In 2022, the program expanded to include some inland waterways and freshwater swimming sites (for example, Penrith Lakes).
While coastal swimming sites continue to achieve high ratings, freshwater sites and lagoons perform poorly (see Map W3.2).
See the Beachwatch website for live water quality maps.
Map W3.2: Swimming site suitability grades

In 2022–23, 73% (165 of 225) of NSW swimming sites monitored were graded as very good or good overall. This is a decline from 80% in 2021–22.
The decline reflects changes in water quality over time. It may also be influenced by changes in the number of sites monitored each year.
All ocean baths and 96% of ocean beaches achieved very good or good ratings in 2022–23.
About 56% of estuarine swimming sites achieved these ratings in 2022–23, a significant decline from 65% in 2021–22. Only 6% of lakes and lagoons were rated as very good or good. There is currently no comparative data for these sites as they were added to the program in 2022.
Rainfall is a major driver of pollution to waterways through stormwater runoff.
Untreated discharges from the wastewater treatment and transport systems can occasionally also pollute waterways if sewerage systems are overwhelmed during extreme rainfall.
Estuarine water quality
Estuarine water quality has been relatively stable overall since the State of the Environment 2021.
The NSW Government’s Estuary monitoring program monitors water quality in 164 estuaries. The program takes three years to complete. The results of the chlorophyll-a and turbidity levels are combined into an overall score from A (good) to E (poor) for each estuary in each year () presented in Map W3.3.
The extent of algae (chlorophyll-a) and water clarity (turbidity) in estuaries provides a good indication of the water quality of the ecosystem and therefore its overall health.
In NSW in 2021–23:
- 66% of estuaries were graded as good (27% Grade A, 39% Grade B), down from 71% in 2016–21
- 23% of estuaries were graded as fair (23% Grade C), up from 19% in 2016–21
- 11% of estuaries were graded as poor (10% Grade D and 1% Grade E), up from 10% in 2016–21.
See the Real-time water quality monitoring website for water quality in your area.
Map W3.3: Estuarine water quality gradings, 2021–23

Notes:
Access the interactive version of this map.
Statewide monitoring of estuaries is completed over a 3-year cycle.
Some estuaries continue to be graded as poor or very poor owing to impacts of significant urban development nearby.
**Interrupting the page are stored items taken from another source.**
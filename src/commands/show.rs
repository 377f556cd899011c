//! Print a single post

use anyhow::{Context, Result};
use std::io::Write;

use crate::Portfolio;

pub fn run(portfolio: &Portfolio, slug: &str, raw: bool) -> Result<()> {
    let stdout = std::io::stdout();
    write_post(portfolio, slug, raw, &mut stdout.lock())
}

/// Write the post's fields followed by its HTML (or markdown with `raw`)
pub fn write_post<W: Write>(portfolio: &Portfolio, slug: &str, raw: bool, out: &mut W) -> Result<()> {
    let post = portfolio
        .assets()
        .get_post(slug)
        .with_context(|| format!("Failed to load post {:?}", slug))?;

    writeln!(out, "Title:       {}", post.title())?;
    writeln!(out, "Date:        {}", post.date().format("%Y-%m-%d"))?;
    writeln!(out, "Description: {}", post.description())?;
    writeln!(out, "Tags:        {}", post.tags().join(", "))?;
    writeln!(out)?;
    if raw {
        writeln!(out, "{}", post.source())?;
    } else {
        writeln!(out, "{}", post.content)?;
    }

    Ok(())
}

#[cfg(test)]
mod tests {
    use super::*;
    use crate::assets::MemoryAssets;
    use crate::config::SiteConfig;
    use std::sync::Arc;

    fn portfolio() -> Portfolio {
        let store = MemoryAssets::new().with_file(
            "posts/hello.md",
            "---\ndate: 2024-05-06\ntags: [a, b]\n---\n# Hello\n\nFirst paragraph.",
        );
        Portfolio::with_store(SiteConfig::default(), Arc::new(store))
    }

    #[test]
    fn test_show_post() {
        let mut out = Vec::new();
        write_post(&portfolio(), "hello", false, &mut out).unwrap();
        let out = String::from_utf8(out).unwrap();

        assert!(out.starts_with("Title:       Hello\nDate:        2024-05-06\n"));
        assert!(out.contains("Description: First paragraph.\n"));
        assert!(out.contains("Tags:        a, b\n"));
        assert!(out.contains("<p>First paragraph.</p>"));
    }

    #[test]
    fn test_show_raw() {
        let mut out = Vec::new();
        write_post(&portfolio(), "hello", true, &mut out).unwrap();
        let out = String::from_utf8(out).unwrap();
        assert!(out.contains("# Hello\n\nFirst paragraph."));
        assert!(!out.contains("<p>"));
    }

    #[test]
    fn test_show_missing_post() {
        let mut out = Vec::new();
        let err = write_post(&portfolio(), "nope", false, &mut out).unwrap_err();
        assert!(err.to_string().contains("nope"));
    }
}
These include the estuaries of the Hunter River, Terrigal Lagoon, Avoca Lake, Manly Lagoon, Parramatta River, Cooks River, Towradgi Creek and Fairy Creek.
Estuarine macrophytes
Estuarine macrophytes are the aquatic plants of coastal rivers, including mangroves, saltmarshes, seagrasses and kelp.
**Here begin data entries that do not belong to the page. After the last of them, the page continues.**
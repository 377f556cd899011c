//! Front-matter extraction and the loosely-typed metadata it decodes into

use indexmap::IndexMap;
use serde::de::Error as _;
use serde::Serialize;
use serde_yaml::Value;

use crate::error::{Error, Result};

/// Opening fence of a front-matter block
const DELIMITER: &str = "---";
/// Fence closing the block and separating it from the content
const SEPARATOR: &str = "\n---\n";

/// A single front-matter value
///
/// YAML decodes into arbitrary trees; the accessors on `Post` only care
/// about a few shapes, so values are sorted into those shapes once at
/// decode time.
#[derive(Debug, Clone, PartialEq, Serialize)]
#[serde(untagged)]
pub enum MetaValue {
    /// A plain string scalar
    Text(String),
    /// A sequence whose items are all strings
    Strings(Vec<String>),
    /// A sequence with at least one non-string item
    Sequence(Vec<Value>),
    /// Anything else: numbers, booleans, null, nested mappings
    Raw(Value),
}

impl MetaValue {
    /// The string value, if this is a string scalar
    pub fn as_str(&self) -> Option<&str> {
        match self {
            MetaValue::Text(s) => Some(s),
            _ => None,
        }
    }
}

impl From<Value> for MetaValue {
    fn from(value: Value) -> Self {
        match value {
            Value::String(s) => MetaValue::Text(s),
            Value::Sequence(items) => {
                if items.iter().all(Value::is_string) {
                    MetaValue::Strings(
                        items
                            .into_iter()
                            .filter_map(|v| match v {
                                Value::String(s) => Some(s),
                                _ => None,
                            })
                            .collect(),
                    )
                } else {
                    MetaValue::Sequence(items)
                }
            }
            Value::Tagged(tagged) => MetaValue::from(tagged.value),
            other => MetaValue::Raw(other),
        }
    }
}

/// Ordered front-matter mapping; empty when a document has no block
#[derive(Debug, Clone, Default, PartialEq, Serialize)]
#[serde(transparent)]
pub struct Metadata(IndexMap<String, MetaValue>);

impl Metadata {
    pub fn new() -> Self {
        Self::default()
    }

    pub fn get(&self, key: &str) -> Option<&MetaValue> {
        self.0.get(key)
    }

    /// The value under `key` if it is a non-empty string
    pub fn non_empty_str(&self, key: &str) -> Option<&str> {
        self.get(key)
            .and_then(MetaValue::as_str)
            .filter(|s| !s.is_empty())
    }

    pub fn insert(&mut self, key: impl Into<String>, value: MetaValue) {
        self.0.insert(key.into(), value);
    }

    pub fn len(&self) -> usize {
        self.0.len()
    }

    pub fn is_empty(&self) -> bool {
        self.0.is_empty()
    }

    pub fn iter(&self) -> impl Iterator<Item = (&String, &MetaValue)> {
        self.0.iter()
    }

    /// Decode a YAML block into metadata
    ///
    /// A blank or null document is the empty mapping. Any other non-mapping
    /// document, and any non-scalar key, is a decode error.
    pub fn from_yaml(yaml: &str) -> Result<Self> {
        if yaml.trim().is_empty() {
            return Ok(Self::new());
        }

        let value: Value = serde_yaml::from_str(yaml).map_err(Error::FrontmatterParse)?;
        let mapping = match value {
            Value::Null => return Ok(Self::new()),
            Value::Mapping(mapping) => mapping,
            other => {
                return Err(Error::FrontmatterParse(serde_yaml::Error::custom(format!(
                    "expected a mapping, found {}",
                    kind_of(&other)
                ))))
            }
        };

        let mut meta = Self::new();
        for (key, value) in mapping {
            let key = match key {
                Value::String(s) => s,
                Value::Number(n) => n.to_string(),
                Value::Bool(b) => b.to_string(),
                other => {
                    return Err(Error::FrontmatterParse(serde_yaml::Error::custom(format!(
                        "unsupported key type {}",
                        kind_of(&other)
                    ))))
                }
            };
            meta.insert(key, MetaValue::from(value));
        }
        Ok(meta)
    }
}

fn kind_of(value: &Value) -> &'static str {
    match value {
        Value::Null => "null",
        Value::Bool(_) => "a boolean",
        Value::Number(_) => "a number",
        Value::String(_) => "a string",
        Value::Sequence(_) => "a sequence",
        Value::Mapping(_) => "a mapping",
        Value::Tagged(_) => "a tagged value",
    }
}

/// Split a raw document into its front-matter block and content
///
/// Returns `(None, doc)` when the document does not open with `---` or when
/// the closing fence is missing; only a block that is present but fails to
/// decode is an error.
pub fn split(doc: &str) -> (Option<&str>, &str) {
    if !doc.starts_with(DELIMITER) {
        return (None, doc);
    }

    match doc.split_once(SEPARATOR) {
        Some((head, content)) => {
            let block = head.strip_prefix("---\n").unwrap_or(head);
            (Some(block), content)
        }
        None => (None, doc),
    }
}

/// Extract and decode the front-matter of a document
pub fn extract(doc: &str) -> Result<(Metadata, &str)> {
    match split(doc) {
        (Some(block), content) => Ok((Metadata::from_yaml(block)?, content)),
        (None, content) => Ok((Metadata::new(), content)),
    }
}

#[cfg(test)]
mod tests {
    use super::*;

    #[test]
    fn test_no_delimiter_returns_document_unchanged() {
        let docs = [
            "",
            "# Title\n\nBody",
            " ---\ntitle: x\n---\nbody",
            "Some text\n---\nmore",
        ];
        for doc in docs {
            let (meta, content) = extract(doc).unwrap();
            assert!(meta.is_empty());
            assert_eq!(content, doc);
        }
    }

    #[test]
    fn test_missing_closing_fence_is_not_an_error() {
        let doc = "---\ntitle: Unclosed\n\n# Body";
        let (meta, content) = extract(doc).unwrap();
        assert!(meta.is_empty());
        assert_eq!(content, doc);
    }

    #[test]
    fn test_parse_yaml_frontmatter() {
        let doc = r#"---
title: "Welcome to My Blog"
date: "2025-11-17"
tags:
  - introduction
  - welcome
draft: false
---
# Heading

Body text.
"#;
        let (meta, content) = extract(doc).unwrap();
        assert_eq!(meta.non_empty_str("title"), Some("Welcome to My Blog"));
        assert_eq!(meta.non_empty_str("date"), Some("2025-11-17"));
        assert_eq!(
            meta.get("tags"),
            Some(&MetaValue::Strings(vec![
                "introduction".to_string(),
                "welcome".to_string()
            ]))
        );
        assert_eq!(meta.get("draft"), Some(&MetaValue::Raw(Value::Bool(false))));
        assert_eq!(content, "# Heading\n\nBody text.\n");
    }

    #[test]
    fn test_extract_matches_direct_decode() {
        let block = "title: Hello\ntags: [a, 1, b]\nextra:\n  nested: true";
        let doc = format!("---\n{}\n---\ncontent", block);
        let (meta, content) = extract(&doc).unwrap();
        assert_eq!(meta, Metadata::from_yaml(block).unwrap());
        assert_eq!(content, "content");
        assert!(matches!(meta.get("tags"), Some(MetaValue::Sequence(_))));
    }

    #[test]
    fn test_key_order_preserved() {
        let (meta, _) = extract("---\nzeta: 1\nalpha: 2\nmid: 3\n---\n").unwrap();
        let keys: Vec<_> = meta.iter().map(|(k, _)| k.as_str()).collect();
        assert_eq!(keys, vec!["zeta", "alpha", "mid"]);
    }

    #[test]
    fn test_empty_block() {
        let (meta, content) = extract("---\n\n---\nbody").unwrap();
        assert!(meta.is_empty());
        assert_eq!(content, "body");
    }

    #[test]
    fn test_invalid_yaml_is_an_error() {
        let err = extract("---\ntitle: [unterminated\n---\nbody").unwrap_err();
        assert!(matches!(err, Error::FrontmatterParse(_)));
    }

    #[test]
    fn test_non_mapping_block_is_an_error() {
        let err = extract("---\n- just\n- a list\n---\nbody").unwrap_err();
        assert!(matches!(err, Error::FrontmatterParse(_)));
    }

    #[test]
    fn test_only_first_separator_splits() {
        let (meta, content) = extract("---\ntitle: A\n---\nintro\n---\nmore").unwrap();
        assert_eq!(meta.non_empty_str("title"), Some("A"));
        assert_eq!(content, "intro\n---\nmore");
    }
}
They are key components of estuarine systems and provide a range of ecosystem services, including habitat, food, sediment stabilisation and water quality.
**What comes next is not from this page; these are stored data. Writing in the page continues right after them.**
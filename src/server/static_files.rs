//! Theme static files

use axum::{
    extract::{Path, State},
    http::{header, HeaderMap, StatusCode},
    response::{IntoResponse, Response},
};

use super::{SharedState, STATIC_CACHE};
use crate::assets::AssetError;

/// Serve `themes/<theme>/static/<path>`, falling back to the default theme
pub(super) async fn serve(
    State(state): State<SharedState>,
    headers: HeaderMap,
    Path(path): Path<String>,
) -> Response {
    let theme = state.theme_for(&headers);
    let path = path.trim_start_matches('/');
    let store = state.assets.store();

    let found = store
        .read(&format!("themes/{}/static/{}", theme, path))
        .or_else(|_| {
            store.read(&format!(
                "themes/{}/static/{}",
                state.themes.default_theme(),
                path
            ))
        });

    match found {
        Ok(bytes) => {
            let mime = mime_guess::from_path(path).first_or_octet_stream();
            (
                [
                    (header::CONTENT_TYPE, mime.to_string()),
                    (header::CACHE_CONTROL, STATIC_CACHE.to_string()),
                ],
                bytes.into_owned(),
            )
                .into_response()
        }
        Err(AssetError::NotFound(_)) | Err(AssetError::InvalidPath(_)) => {
            (StatusCode::NOT_FOUND, "404 Not Found").into_response()
        }
        Err(e) => {
            tracing::error!("Failed to read static file {:?}: {}", path, e);
            (StatusCode::INTERNAL_SERVER_ERROR, "500 Internal Server Error").into_response()
        }
    }
}
//! Résumé data (`data.yaml`)

use serde::{Deserialize, Serialize};

use crate::error::{Error, Result};

/// Root of data.yaml
#[derive(Debug, Clone, Default, PartialEq, Serialize, Deserialize)]
#[serde(default)]
pub struct Data {
    pub name: String,
    pub title: String,
    pub location: String,
    pub phone: String,
    pub email: String,
    pub linkedin: String,
    pub portfolio: String,
    pub summary: String,
    pub experience: Vec<Experience>,
    pub skills: Skills,
    pub education: Vec<Education>,
    pub certifications: Vec<Certification>,
}

/// A single work experience entry
#[derive(Debug, Clone, Default, PartialEq, Serialize, Deserialize)]
#[serde(default)]
pub struct Experience {
    pub title: String,
    pub company: String,
    pub location: String,
    pub start_date: String,
    pub end_date: String,
    pub current: bool,
    pub highlights: Vec<String>,
    pub technologies: String,
}

/// Skill categories
#[derive(Debug, Clone, Default, PartialEq, Serialize, Deserialize)]
#[serde(default)]
pub struct Skills {
    pub languages: Vec<String>,
    pub frontend: Vec<String>,
    pub backend: Vec<String>,
    pub cloud_devops: Vec<String>,
    pub databases: Vec<String>,
    pub tools: Vec<String>,
}

impl Skills {
    /// Non-empty categories as `(key, skills)` pairs, in display order
    pub fn categories(&self) -> Vec<(&'static str, &[String])> {
        [
            ("languages", self.languages.as_slice()),
            ("frontend", self.frontend.as_slice()),
            ("backend", self.backend.as_slice()),
            ("cloud_devops", self.cloud_devops.as_slice()),
            ("databases", self.databases.as_slice()),
            ("tools", self.tools.as_slice()),
        ]
        .into_iter()
        .filter(|(_, skills)| !skills.is_empty())
        .collect()
    }
}

#[derive(Debug, Clone, Default, PartialEq, Serialize, Deserialize)]
#[serde(default)]
pub struct Education {
    pub school: String,
    pub degree: String,
    pub status: String,
    pub graduation: String,
}

#[derive(Debug, Clone, Default, PartialEq, Serialize, Deserialize)]
#[serde(default)]
pub struct Certification {
    pub name: String,
    pub issued: String,
    pub expires: String,
    pub credential_id: String,
}

impl Data {
    /// Decode data.yaml contents
    pub fn from_yaml(content: &[u8]) -> Result<Self> {
        serde_yaml::from_slice(content).map_err(Error::Data)
    }
}
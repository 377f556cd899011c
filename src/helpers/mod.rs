//! Helper functions for templates
//!
//! Plain functions used by the Tera filters registered in `templates`, kept
//! free of Tera types so they can be tested and reused directly.

mod date;
mod text;

pub use date::*;
pub use text::*;
//! Full HTML pages

use axum::{
    extract::{Path, State},
    http::{header, HeaderMap, StatusCode},
    response::{Html, IntoResponse, Response},
};
use tera::Context;

use super::{AppState, SharedState, PAGE_CACHE};
use crate::error::Error;
use crate::templates::PostData;

/// Home page: résumé plus the most recent posts
pub(super) async fn index(State(state): State<SharedState>, headers: HeaderMap) -> Response {
    let theme = state.theme_for(&headers);

    let data = match state.assets.get_data() {
        Ok(data) => data,
        Err(e) => return error_page(&state, &theme, e),
    };
    let posts: Vec<PostData> = state
        .assets
        .list_posts()
        .iter()
        .take(state.config.recent_posts)
        .map(PostData::from)
        .collect();

    let mut context = state.page_context(&theme, &data.name);
    context.insert("data", &data);
    context.insert("posts", &posts);
    render(&state, &theme, "index.html", &context)
}

/// All posts, newest first
pub(super) async fn posts(State(state): State<SharedState>, headers: HeaderMap) -> Response {
    let theme = state.theme_for(&headers);
    let posts: Vec<PostData> = state.assets.list_posts().iter().map(PostData::from).collect();

    let mut tags: Vec<String> = posts.iter().flat_map(|p| p.tags.iter().cloned()).collect();
    tags.sort_unstable();
    tags.dedup();

    let mut context = state.page_context(&theme, "Posts");
    context.insert("posts", &posts);
    context.insert("tags", &tags);
    render(&state, &theme, "posts.html", &context)
}

/// A single post
pub(super) async fn post(
    State(state): State<SharedState>,
    headers: HeaderMap,
    Path(slug): Path<String>,
) -> Response {
    let theme = state.theme_for(&headers);

    let post = match state.assets.get_post(&slug) {
        Ok(post) => post,
        Err(e) => return error_page(&state, &theme, e),
    };

    let data = PostData::from(&post);
    let mut context = state.page_context(&theme, &data.title);
    context.insert("post", &data);
    context.insert("content", &post.content);
    render(&state, &theme, "post.html", &context)
}

/// Fallback for unknown routes
pub(super) async fn not_found(State(state): State<SharedState>, headers: HeaderMap) -> Response {
    let theme = state.theme_for(&headers);
    not_found_page(&state, &theme)
}

fn render(state: &AppState, theme: &str, template: &str, context: &Context) -> Response {
    match state.themes.render(theme, template, context) {
        Ok(html) => ([(header::CACHE_CONTROL, PAGE_CACHE)], Html(html)).into_response(),
        Err(e) => error_page(state, theme, e),
    }
}

/// 404 page for missing content, bare 500 for everything else
fn error_page(state: &AppState, theme: &str, err: Error) -> Response {
    if err.is_not_found() {
        tracing::debug!("Not found: {}", err);
        return not_found_page(state, theme);
    }
    tracing::error!("Failed to render page: {}", err);
    (StatusCode::INTERNAL_SERVER_ERROR, "500 Internal Server Error").into_response()
}

fn not_found_page(state: &AppState, theme: &str) -> Response {
    let context = state.page_context(theme, "Not Found");
    match state.themes.render(theme, "not_found.html", &context) {
        Ok(html) => (StatusCode::NOT_FOUND, Html(html)).into_response(),
        Err(e) => {
            tracing::error!("Failed to render 404 page: {}", e);
            (StatusCode::NOT_FOUND, "404 Not Found").into_response()
        }
    }
}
The NSW Department of Primary Industry and Regional Development (DPIRD) Marine Estate Management Strategy maps estuarine macrophytes on a rolling cycle using high-resolution aerial images, remapping most estuaries every five to ten years.
This report includes only 18 of the 184 estuaries, those remapped between 2021 and 2024 (the period of this State of the Environment 2024).
Changes in the extent of each macrophyte habitat in those 18 estuaries are presented below for mangroves (see Figure W3.1), saltmarsh (see Figure W3.2) and seagrasses (see Figure W3.3).
Maps of estuarine macrophytes for all available years (including the original mapping project from the 1980s) can be viewed on the DPIRD Fisheries Estuarine Habitat Dashboard.
Intertidal habitats
Mangroves
Mangroves in NSW are dominated by two species:
- Avicennia marina (grey or white mangrove)
- Aegiceras corniculatum (black mangrove).
Mangroves have been mapped in 86 NSW estuaries since the 1980s and remapped in 18 of these since 2020 (see Figure W3.1). Of these 18 estuaries, 14 have shown an increase in mangrove area since they were last mapped and three have shown a decline.
The largest increases in area occurred in the Hunter and Macleay rivers and in Batemans Bay, and the largest increases in percentage occurred in Twofold Bay, Merimbula Lake and Mooball Creek.
In the remapped estuaries, mangroves increased in area by 624 hectares.
Figure W3.1a: Mangrove area (ha) in NSW estuaries remapped within the past three years
Notes:
Only estuaries remapped since 2020 are presented.
Data from tributaries of Batemans Bay are amalgamated here.
Figure W3.1b: Mangrove area (ha) in NSW estuaries remapped within the past three years
Notes:
Only estuaries remapped since 2020 are presented.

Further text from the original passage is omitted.